Last year, the greatest concern for the gas industry and energy investors was would there be enough gas injected into storage to assure gas users and buyers that adequate supply would be available during the depths of the next winter.  As last year’s winter was worse than the prior year’s, which depleted gas storage inventory and caused prices to jump, the fact that natural gas producers were able to build storage to nearly 78% more than where they started the prior year’s injection season, gave confidence to consumers.  While we started this year’s gas storage injection season at a much higher level than 2014’s season, we have averaged the highest weekly injection rate for any season since 1994, some 21 years.  This sharp growth in gas storage volumes has stimulated discussion among industry forecasters as to whether this winter’s withdrawal season will start with over four trillion cubic feet (Tcf) in storage.  Some forecasters believe storage volumes will be comfortably above that threshold while others believe the disparate supply sources and logistics challenges will prevent the industry from being able to store more than four Tcf of gas. 

As we did last year, we have examined the current pace of the build in natural gas inventories and sought a comparable year to track how the actual storage supply growth tracks against our projection.  So far, natural gas storage injections have been robust and are leading to the debate over that four Tcf threshold.  Every week when the Energy Information Administration (EIA) publishes its estimate of

Exhibit 7.  Injections Suggest Huge Supply By Season-end
Injections Suggest Huge Supply By Season-end
Source:  EIA

the amount of gas injected into storage for the prior week, it offers a chart showing where the current gas inventory level is relative to the five-year high and low for weekly storage volumes.  As shown in Exhibit 7 (prior page), current storage volumes are comfortably about at the mid-point of the five-year weekly supply inventory. 
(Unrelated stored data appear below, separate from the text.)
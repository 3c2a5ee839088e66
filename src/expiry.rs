//! Expiry evaluation for offer countdowns and reminder policy.
use crate::offer::{Offer, OfferStatus, TimeStamp};
use chrono::{Duration, Utc};

const MS_PER_SECOND: i64 = 1_000;
const MS_PER_MINUTE: i64 = 60 * MS_PER_SECOND;
const MS_PER_HOUR: i64 = 60 * MS_PER_MINUTE;
const MS_PER_DAY: i64 = 24 * MS_PER_HOUR;

pub const DEFAULT_WARNING_HOURS: i64 = 24;

#[derive(Debug, Clone, Copy, PartialEq, Eq)]
pub enum ExpiryStatus {
    Active,
    ExpiringSoon,
    Expired,
}

#[derive(Debug, Clone, Copy, PartialEq, Eq)]
pub struct ExpiryReading {
    pub status: ExpiryStatus,
    /// Milliseconds left; zero or negative once expired.
    pub remaining_ms: i64,
}

/// Remaining time split for display.
#[derive(Debug, Clone, Copy, Default, PartialEq, Eq)]
pub struct Countdown {
    pub days: i64,
    pub hours: i64,
    pub minutes: i64,
    pub seconds: i64,
}

impl ExpiryReading {
    pub fn countdown(&self) -> Countdown {
        if self.remaining_ms <= 0 {
            return Countdown::default();
        }
        let ms = self.remaining_ms;
        Countdown {
            days: ms / MS_PER_DAY,
            hours: (ms % MS_PER_DAY) / MS_PER_HOUR,
            minutes: (ms % MS_PER_HOUR) / MS_PER_MINUTE,
            seconds: (ms % MS_PER_MINUTE) / MS_PER_SECOND,
        }
    }
}

/// Evaluates with the default 24 hour warning window.
pub fn evaluate(expires_at: &TimeStamp<Utc>, now: &TimeStamp<Utc>) -> ExpiryReading {
    evaluate_within(expires_at, now, Duration::hours(DEFAULT_WARNING_HOURS))
}

pub fn evaluate_within(
    expires_at: &TimeStamp<Utc>,
    now: &TimeStamp<Utc>,
    warning_window: Duration,
) -> ExpiryReading {
    let remaining_ms = now.millis_until(expires_at);
    let status = if remaining_ms <= 0 {
        ExpiryStatus::Expired
    } else if remaining_ms <= warning_window.num_milliseconds() {
        ExpiryStatus::ExpiringSoon
    } else {
        ExpiryStatus::Active
    };

    ExpiryReading {
        status,
        remaining_ms,
    }
}

/// What the caller should do about an offer's expiry right now.
#[derive(Debug, Clone, Copy, PartialEq, Eq)]
pub enum ExpiryEffect {
    None,
    /// Send the one-off expiring-soon reminder.
    Warn,
    /// Move the offer to expired.
    Expire,
}

pub fn decide(offer: &Offer, now: &TimeStamp<Utc>, warning_window: Duration) -> ExpiryEffect {
    if offer.status != OfferStatus::Pending {
        return ExpiryEffect::None;
    }
    match evaluate_within(&offer.expires_at, now, warning_window).status {
        ExpiryStatus::Expired => ExpiryEffect::Expire,
        ExpiryStatus::ExpiringSoon if offer.expiry_warned_at.is_none() => ExpiryEffect::Warn,
        _ => ExpiryEffect::None,
    }
}

/// Copy of `offer` recording that its reminder went out at `now`.
pub fn mark_warned(offer: &Offer, now: &TimeStamp<Utc>) -> Offer {
    let mut next = offer.clone();
    next.expiry_warned_at = Some(now.clone());
    next
}
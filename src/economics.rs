//! Negotiation hints shown next to an offer: how attractive an amount is,
//! how a counter compares with the offer it answers, and suggested counter
//! amounts for each side.
//!
//! Percentages are carried as integer tenths of a percent (`533` is 53.3%),
//! rounded half away from zero.
use crate::offer::{Amount, Role};
use std::cmp::Ordering;

#[derive(Debug, Clone, Copy, PartialEq, Eq, PartialOrd, Ord)]
pub enum Attractiveness {
    Low,
    Fair,
    Good,
    Excellent,
}

impl Attractiveness {
    pub fn as_str(&self) -> &'static str {
        match self {
            Attractiveness::Low => "low",
            Attractiveness::Fair => "fair",
            Attractiveness::Good => "good",
            Attractiveness::Excellent => "excellent",
        }
    }
    pub fn label(&self) -> &'static str {
        match self {
            Attractiveness::Low => "Low offer",
            Attractiveness::Fair => "Fair offer",
            Attractiveness::Good => "Good offer",
            Attractiveness::Excellent => "Excellent offer!",
        }
    }
}

/// Grades `amount` against the asking price: 95% and up is excellent, 85%
/// good, 70% fair. Without a positive asking price every amount is low.
pub fn attractiveness(amount: Amount, listing_price: Amount) -> Attractiveness {
    if listing_price <= 0 {
        return Attractiveness::Low;
    }
    let scaled = i128::from(amount) * 100;
    let at_least = |pct: i128| scaled >= i128::from(listing_price) * pct;

    if at_least(95) {
        Attractiveness::Excellent
    } else if at_least(85) {
        Attractiveness::Good
    } else if at_least(70) {
        Attractiveness::Fair
    } else {
        Attractiveness::Low
    }
}

#[derive(Debug, Clone, Copy, PartialEq, Eq)]
pub enum Direction {
    Higher,
    Lower,
    Unchanged,
}

#[derive(Debug, Clone, Copy, PartialEq, Eq)]
pub struct CounterComparison {
    /// Absolute gap between the counter and the offer it answers.
    pub difference: Amount,
    pub direction: Direction,
    /// Size of the move relative to the answered offer, in tenths of a
    /// percent. `None` when the answered amount is not positive.
    pub change_tenths: Option<i64>,
    /// The counter as a share of the asking price, in tenths of a percent.
    pub of_listing_tenths: Option<i64>,
}

pub fn comparison(counter: Amount, original: Amount, listing_price: Amount) -> CounterComparison {
    let delta = i128::from(counter) - i128::from(original);
    let direction = match delta.cmp(&0) {
        Ordering::Greater => Direction::Higher,
        Ordering::Less => Direction::Lower,
        Ordering::Equal => Direction::Unchanged,
    };

    CounterComparison {
        difference: Amount::try_from(delta.abs()).unwrap_or(Amount::MAX),
        direction,
        change_tenths: tenths_of_percent(delta.abs(), i128::from(original)),
        of_listing_tenths: tenths_of_percent(i128::from(counter), i128::from(listing_price)),
    }
}

/// Renders tenths of a percent the way the app shows them, `533` as `"53.3"`.
pub fn percent_label(tenths: i64) -> String {
    let sign = if tenths < 0 { "-" } else { "" };
    let abs = tenths.unsigned_abs();
    format!("{sign}{}.{}", abs / 10, abs % 10)
}

fn tenths_of_percent(part: i128, whole: i128) -> Option<i64> {
    if whole <= 0 {
        return None;
    }
    let scaled = part * 1_000;
    let rounded = if scaled >= 0 {
        (2 * scaled + whole) / (2 * whole)
    } else {
        -((-2 * scaled + whole) / (2 * whole))
    };
    i64::try_from(rounded).ok()
}

#[derive(Debug, Clone, Copy, PartialEq, Eq)]
pub enum SuggestionTier {
    Conservative,
    Moderate,
    Aggressive,
}

#[derive(Debug, Clone, PartialEq, Eq)]
pub struct CounterSuggestion {
    pub amount: Amount,
    pub tier: SuggestionTier,
    pub label: &'static str,
}

/// Quick-pick counter amounts for `role` answering an offer of `original`.
///
/// Sellers get +10%, the midpoint to the asking price, and +25% capped at
/// the asking price. Buyers get -10%, +5%, and +15% capped at the asking
/// price. Amounts that are not positive or exceed the asking price are
/// dropped.
pub fn suggest_counters(original: Amount, listing_price: Amount, role: Role) -> Vec<CounterSuggestion> {
    let original = i128::from(original);
    let price = i128::from(listing_price);

    let picks: [(i128, SuggestionTier, &'static str); 3] = match role {
        Role::Seller => [
            (percent_of(original, 110), SuggestionTier::Conservative, "Conservative (+10%)"),
            (round_half(original + price), SuggestionTier::Moderate, "Meet in middle"),
            (percent_of(original, 125).min(price), SuggestionTier::Aggressive, "Firm"),
        ],
        Role::Buyer => [
            (percent_of(original, 90), SuggestionTier::Conservative, "Lower (-10%)"),
            (percent_of(original, 105), SuggestionTier::Moderate, "Slight increase (+5%)"),
            (percent_of(original, 115).min(price), SuggestionTier::Aggressive, "Higher (+15%)"),
        ],
    };

    picks
        .into_iter()
        .filter(|(amount, _, _)| *amount > 0 && *amount <= price)
        .filter_map(|(amount, tier, label)| {
            Some(CounterSuggestion {
                amount: Amount::try_from(amount).ok()?,
                tier,
                label,
            })
        })
        .collect()
}

// nearest whole unit, halves rounded up
fn percent_of(value: i128, pct: i128) -> i128 {
    (value * pct + 50).div_euclid(100)
}

fn round_half(value: i128) -> i128 {
    (value + 1).div_euclid(2)
}

#[cfg(test)]
mod tests {
    use super::*;

    #[test]
    fn attractiveness_bands() {
        assert_eq!(attractiveness(196, 200), Attractiveness::Excellent);
        assert_eq!(attractiveness(190, 200), Attractiveness::Excellent);
        assert_eq!(attractiveness(180, 200), Attractiveness::Good);
        assert_eq!(attractiveness(150, 200), Attractiveness::Fair);
        assert_eq!(attractiveness(139, 200), Attractiveness::Low);
        assert_eq!(attractiveness(100, 200).label(), "Low offer");
        assert_eq!(attractiveness(500, 0), Attractiveness::Low);
    }

    #[test]
    fn higher_and_lower_counters() {
        let up = comparison(120, 100, 150);
        assert_eq!(up.difference, 20);
        assert_eq!(up.direction, Direction::Higher);
        assert_eq!(up.change_tenths.map(percent_label).as_deref(), Some("20.0"));
        assert_eq!(up.of_listing_tenths.map(percent_label).as_deref(), Some("80.0"));

        let down = comparison(80, 100, 150);
        assert_eq!(down.difference, 20);
        assert_eq!(down.direction, Direction::Lower);
        assert_eq!(down.of_listing_tenths, Some(533));

        assert_eq!(comparison(100, 100, 150).direction, Direction::Unchanged);
        assert_eq!(comparison(100, 0, 150).change_tenths, None);
    }

    #[test]
    fn seller_suggestions() {
        let picks = suggest_counters(100, 150, Role::Seller);
        let amounts: Vec<Amount> = picks.iter().map(|s| s.amount).collect();
        assert_eq!(amounts, vec![110, 125, 125]);
        assert_eq!(picks[1].label, "Meet in middle");
    }

    #[test]
    fn buyer_suggestions() {
        let amounts: Vec<Amount> = suggest_counters(100, 150, Role::Buyer)
            .iter()
            .map(|s| s.amount)
            .collect();
        assert_eq!(amounts, vec![90, 105, 115]);
    }

    #[test]
    fn suggestions_above_asking_are_dropped() {
        // +10% of 145 would pass the asking price of 150
        let picks = suggest_counters(145, 150, Role::Seller);
        assert!(picks.iter().all(|s| s.amount <= 150));
        assert_eq!(picks.len(), 2);
        assert_eq!(picks[0].tier, SuggestionTier::Moderate);
    }

    #[test]
    fn percent_label_keeps_sign() {
        assert_eq!(percent_label(533), "53.3");
        assert_eq!(percent_label(-5), "-0.5");
    }
}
So far this season, weekly storage injections have largely exceeded the estimates of analysts.  That signifies that natural gas consumption has fallen short of the demand component in analyst forecast models.  If there has been a shortfall, it becomes interesting attempting to assess whether the shortfall is due to cooler temperatures reducing electricity demand for air conditioning or warmer temperatures that eliminate gas used for heating.  Gas demand can also fall short of expectations due to reduced industrial use, something tied closely to economic activity, which presumably was lower than expected.  For the first one-third of this injection season, the natural gas industry is averaging 88 billion cubic feet (Bcf) per week being injected into storage, a greater volume than was averaged during the early portion of last year’s injection season.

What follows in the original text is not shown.